* WORK INSTRUCTIONS *
The answer must be an exact reproduction of all the entries.

Saved entries
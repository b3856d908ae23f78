//! First-square expansion.
//!
//! When the grid holds exactly one cell and that cell receives a
//! sequence with notes, three variations are generated and placed to its
//! left, below-left and below, completing a 2×2 block:
//!
//! ```text
//!   (fx-1, fy)    (fx, fy)      <- seed
//!   (fx-1, fy+1)  (fx, fy+1)
//! ```

use motif_core::{Direction, GridGeneration, GridPos, Sequence};
use motif_grid::GridStore;
use motif_service::{SequenceService, ServiceError, ServiceRequest};

use crate::config::SessionConfig;
use crate::error::EditError;
use crate::job::{is_stale, Begin, EditOutcome};

/// Number of variants placed around the seed.
pub const VARIANT_COUNT: usize = 3;

/// Grows a lone seed cell into a 2×2 block.
#[derive(Clone, Debug)]
pub struct FirstSquareExpander {
    steps_per_quarter: u32,
    total_steps: u32,
    temperature: f64,
    sample_temperature: f64,
    sample_qpm: f64,
}

impl FirstSquareExpander {
    /// Expander using the resolution and temperatures in `config`.
    pub fn from_config(config: &SessionConfig) -> Self {
        Self {
            steps_per_quarter: config.steps_per_quarter,
            total_steps: config.total_steps,
            temperature: config.similar_temperature,
            sample_temperature: config.sample_temperature,
            sample_qpm: config.sample_qpm,
        }
    }

    /// Write `sequence` into the lone cell and prepare the variant request.
    ///
    /// Does nothing unless the grid has exactly one cell and `sequence`
    /// has at least one note.
    pub fn begin(
        &self,
        grid: &mut GridStore,
        service: &dyn SequenceService,
        sequence: Sequence,
    ) -> Begin<ExpandJob> {
        if !sequence.has_notes() {
            tracing::debug!("no notes in sequence, skipping first-square expansion");
            return Begin::Done(EditOutcome::NoOp {
                reason: "sequence has no notes",
            });
        }
        let Some(seed) = grid.sole_cell().map(|c| c.pos) else {
            tracing::debug!(cells = grid.len(), "grid does not hold a lone seed cell");
            return Begin::Done(EditOutcome::NoOp {
                reason: "grid does not hold exactly one cell",
            });
        };

        let normalized = self.normalize(service, &sequence);
        if grid.update_square(seed, Some(sequence), false).is_err() {
            return Begin::Done(EditOutcome::NoOp {
                reason: "seed cell vanished",
            });
        }
        tracing::debug!(%seed, notes = normalized.notes.len(), "expanding first square");
        Begin::Pending(ExpandJob {
            seed,
            normalized,
            temperature: self.temperature,
            generation: grid.generation(),
        })
    }

    /// Check the grid before spending a service call on a sampled seed.
    pub fn begin_sample(&self, grid: &GridStore) -> Begin<SampleJob> {
        if grid.sole_cell().is_none() {
            return Begin::Done(EditOutcome::NoOp {
                reason: "grid does not hold exactly one cell",
            });
        }
        Begin::Pending(SampleJob {
            temperature: self.sample_temperature,
            steps_per_quarter: self.steps_per_quarter,
            qpm: self.sample_qpm,
            generation: grid.generation(),
        })
    }

    /// Quantize if needed, then force the configured length and drop
    /// notes that do not fit. Falls back to the untouched input when
    /// quantization fails.
    pub fn normalize(&self, service: &dyn SequenceService, sequence: &Sequence) -> Sequence {
        let quantized = if sequence.is_quantized() {
            sequence.clone()
        } else {
            match service.quantize(sequence, self.steps_per_quarter) {
                Ok(q) => q,
                Err(err) => {
                    tracing::warn!("could not quantize seed, using original: {err}");
                    return sequence.clone();
                }
            }
        };
        quantized.normalized(self.total_steps)
    }
}

/// The three positions filled around `seed`, in variant order.
pub fn expansion_targets(seed: GridPos) -> [GridPos; VARIANT_COUNT] {
    let left = seed.step(Direction::Left, 1);
    [
        left,
        left.step(Direction::Down, 1),
        seed.step(Direction::Down, 1),
    ]
}

/// A first-square expansion waiting for its variants.
#[derive(Debug)]
pub struct ExpandJob {
    seed: GridPos,
    normalized: Sequence,
    temperature: f64,
    generation: GridGeneration,
}

impl ExpandJob {
    /// Position of the seed cell.
    pub fn seed(&self) -> GridPos {
        self.seed
    }

    /// The normalized seed sent to the service.
    pub fn normalized(&self) -> &Sequence {
        &self.normalized
    }

    /// The grid generation the job was started against.
    pub fn generation(&self) -> GridGeneration {
        self.generation
    }

    /// `similar(normalized, 3, temperature)`.
    pub fn request(&self) -> ServiceRequest {
        ServiceRequest::Similar {
            sequence: self.normalized.clone(),
            count: VARIANT_COUNT,
            temperature: self.temperature,
        }
    }

    /// Place the variants. Missing variants are replaced by copies of the
    /// normalized seed; out-of-bounds targets are skipped.
    pub fn complete(
        self,
        grid: &mut GridStore,
        reply: Result<Vec<Sequence>, ServiceError>,
    ) -> EditOutcome {
        if is_stale(grid, self.generation, "expand") {
            return EditOutcome::Discarded;
        }
        let (mut variants, problem) = match reply {
            Ok(v) if v.len() >= VARIANT_COUNT => (v, None),
            Ok(v) => {
                let got = v.len();
                (
                    v,
                    Some(ServiceError::InvalidResponse {
                        expected: VARIANT_COUNT,
                        got,
                    }),
                )
            }
            Err(err) => (Vec::new(), Some(err)),
        };
        if let Some(err) = &problem {
            tracing::warn!("could not generate similar sequences, using seed copies: {err}");
        }
        variants.resize(VARIANT_COUNT, self.normalized.clone());

        for (pos, variant) in expansion_targets(self.seed).into_iter().zip(variants) {
            // Out-of-bounds targets are logged by the store and skipped.
            let _ = grid.place_square(pos, Some(variant), false);
        }
        match problem {
            None => EditOutcome::Applied,
            Some(err) => EditOutcome::Degraded {
                reason: err.to_string(),
            },
        }
    }
}

/// A seed sample waiting for the service.
#[derive(Debug)]
pub struct SampleJob {
    temperature: f64,
    steps_per_quarter: u32,
    qpm: f64,
    generation: GridGeneration,
}

impl SampleJob {
    /// The grid generation the job was started against.
    pub fn generation(&self) -> GridGeneration {
        self.generation
    }

    /// `sample(1, temperature, steps_per_quarter, qpm)`.
    pub fn request(&self) -> ServiceRequest {
        ServiceRequest::Sample {
            count: 1,
            temperature: self.temperature,
            steps_per_quarter: self.steps_per_quarter,
            qpm: self.qpm,
        }
    }

    /// The sampled seed, or `None` when the grid was replaced meanwhile.
    pub fn complete(
        self,
        grid: &GridStore,
        reply: Result<Vec<Sequence>, ServiceError>,
    ) -> Result<Option<Sequence>, EditError> {
        if is_stale(grid, self.generation, "sample") {
            return Ok(None);
        }
        let mut samples = reply?;
        if samples.is_empty() {
            return Err(EditError::Service(ServiceError::InvalidResponse {
                expected: 1,
                got: 0,
            }));
        }
        Ok(Some(samples.swap_remove(0)))
    }
}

* YOUR RESPONSE *
repository b3856d908ae23f78
//! First-square expansion.
//!
//! When the grid holds exactly one cell and that cell receives a
//! sequence with notes, three variations are generated and placed to its
//! left, below-left and below, completing a 2×2 block:
//!
//! ```text
//!   (fx-1, fy)    (fx, fy)      <- seed
//!   (fx-1, fy+1)  (fx, fy+1)
//! ```

use motif_core::{Direction, GridGeneration, GridPos, Sequence};
use motif_grid::GridStore;
use motif_service::{SequenceService, ServiceError, ServiceRequest};

use crate::config::SessionConfig;
use crate::error::EditError;
use crate::job::{is_stale, Begin, EditOutcome};

/// Number of variants placed around the seed.
pub const VARIANT_COUNT: usize = 3;

/// Grows a lone seed cell into a 2×2 block.
#[derive(Clone, Debug)]
pub struct FirstSquareExpander {
    steps_per_quarter: u32,
    total_steps: u32,
    temperature: f64,
    sample_temperature: f64,
    sample_qpm: f64,
}

impl FirstSquareExpander {
    /// Expander using the resolution and temperatures in `config`.
    pub fn from_config(config: &SessionConfig) -> Self {
        Self {
            steps_per_quarter: config.steps_per_quarter,
            total_steps: config.total_steps,
            temperature: config.similar_temperature,
            sample_temperature: config.sample_temperature,
            sample_qpm: config.sample_qpm,
        }
    }

    /// Write `sequence` into the lone cell and prepare the variant request.
    ///
    /// Does nothing unless the grid has exactly one cell and `sequence`
    /// has at least one note.
    pub fn begin(
        &self,
        grid: &mut GridStore,
        service: &dyn SequenceService,
        sequence: Sequence,
    ) -> Begin<ExpandJob> {
        if !sequence.has_notes() {
            tracing::debug!("no notes in sequence, skipping first-square expansion");
            return Begin::Done(EditOutcome::NoOp {
                reason: "sequence has no notes",
            });
        }
        let Some(seed) = grid.sole_cell().map(|c| c.pos) else {
            tracing::debug!(cells = grid.len(), "grid does not hold a lone seed cell");
            return Begin::Done(EditOutcome::NoOp {
                reason: "grid does not hold exactly one cell",
            });
        };

        let normalized = self.normalize(service, &sequence);
        if grid.update_square(seed, Some(sequence), false).is_err() {
            return Begin::Done(EditOutcome::NoOp {
                reason: "seed cell vanished",
            });
        }
        tracing::debug!(%seed, notes = normalized.notes.len(), "expanding first square");
        Begin::Pending(ExpandJob {
            seed,
            normalized,
            temperature: self.temperature,
            generation: grid.generation(),
        })
    }

    /// Check the grid before spending a service call on a sampled seed.
    pub fn begin_sample(&self, grid: &GridStore) -> Begin<SampleJob> {
        if grid.sole_cell().is_none() {
            return Begin::Done(EditOutcome::NoOp {
                reason: "grid does not hold exactly one cell",
            });
        }
        Begin::Pending(SampleJob {
            temperature: self.sample_temperature,
            steps_per_quarter: self.steps_per_quarter,
            qpm: self.sample_qpm,
            generation: grid.generation(),
        })
    }

    /// Quantize if needed, then force the configured length and drop
    /// notes that do not fit. Falls back to the untouched input when
    /// quantization fails.
    pub fn normalize(&self, service: &dyn SequenceService, sequence: &Sequence) -> Sequence {
        let quantized = if sequence.is_quantized() {
            sequence.clone()
        } else {
            match service.quantize(sequence, self.steps_per_quarter) {
                Ok(q) => q,
                Err(err) => {
                    tracing::warn!("could not quantize seed, using original: {err}");
                    return sequence.clone();
                }
            }
        };
        quantized.normalized(self.total_steps)
    }
}

/// The three positions filled around `seed`, in variant order.
pub fn expansion_targets(seed: GridPos) -> [GridPos; VARIANT_COUNT] {
    let left = seed.step(Direction::Left, 1);
    [
        left,
        left.step(Direction::Down, 1),
        seed.step(Direction::Down, 1),
    ]
}

/// A first-square expansion waiting for its variants.
#[derive(Debug)]
pub struct ExpandJob {
    seed: GridPos,
    normalized: Sequence,
    temperature: f64,
    generation: GridGeneration,
}

impl ExpandJob {
    /// Position of the seed cell.
    pub fn seed(&self) -> GridPos {
        self.seed
    }

    /// The normalized seed sent to the service.
    pub fn normalized(&self) -> &Sequence {
        &self.normalized
    }

    /// The grid generation the job was started against.
    pub fn generation(&self) -> GridGeneration {
        self.generation
    }

    /// `similar(normalized, 3, temperature)`.
    pub fn request(&self) -> ServiceRequest {
        ServiceRequest::Similar {
            sequence: self.normalized.clone(),
            count: VARIANT_COUNT,
            temperature: self.temperature,
        }
    }

    /// Place the variants. Missing variants are replaced by copies of the
    /// normalized seed; out-of-bounds targets are skipped.
    pub fn complete(
        self,
        grid: &mut GridStore,
        reply: Result<Vec<Sequence>, ServiceError>,
    ) -> EditOutcome {
        if is_stale(grid, self.generation, "expand") {
            return EditOutcome::Discarded;
        }
        let (mut variants, problem) = match reply {
            Ok(v) if v.len() >= VARIANT_COUNT => (v, None),
            Ok(v) => {
                let got = v.len();
                (
                    v,
                    Some(ServiceError::InvalidResponse {
                        expected: VARIANT_COUNT,
                        got,
                    }),
                )
            }
            Err(err) => (Vec::new(), Some(err)),
        };
        if let Some(err) = &problem {
            tracing::warn!("could not generate similar sequences, using seed copies: {err}");
        }
        variants.resize(VARIANT_COUNT, self.normalized.clone());

        for (pos, variant) in expansion_targets(self.seed).into_iter().zip(variants) {
            // Out-of-bounds targets are logged by the store and skipped.
            let _ = grid.place_square(pos, Some(variant), false);
        }
        match problem {
            None => EditOutcome::Applied,
            Some(err) => EditOutcome::Degraded {
                reason: err.to_string(),
            },
        }
    }
}

/// A seed sample waiting for the service.
#[derive(Debug)]
pub struct SampleJob {
    temperature: f64,
    steps_per_quarter: u32,
    qpm: f64,
    generation: GridGeneration,
}

impl SampleJob {
    /// The grid generation the job was started against.
    pub fn generation(&self) -> GridGeneration {
        self.generation
    }

    /// `sample(1, temperature, steps_per_quarter, qpm)`.
    pub fn request(&self) -> ServiceRequest {
        ServiceRequest::Sample {
            count: 1,
            temperature: self.temperature,
            steps_per_quarter: self.steps_per_quarter,
            qpm: self.qpm,
        }
    }

    /// The sampled seed, or `None` when the grid was replaced meanwhile.
    pub fn complete(
        self,
        grid: &GridStore,
        reply: Result<Vec<Sequence>, ServiceError>,
    ) -> Result<Option<Sequence>, EditError> {
        if is_stale(grid, self.generation, "sample") {
            return Ok(None);
        }
        let mut samples = reply?;
        if samples.is_empty() {
            return Err(EditError::Service(ServiceError::InvalidResponse {
                expected: 1,
                got: 0,
            }));
        }
        Ok(Some(samples.swap_remove(0)))
    }
}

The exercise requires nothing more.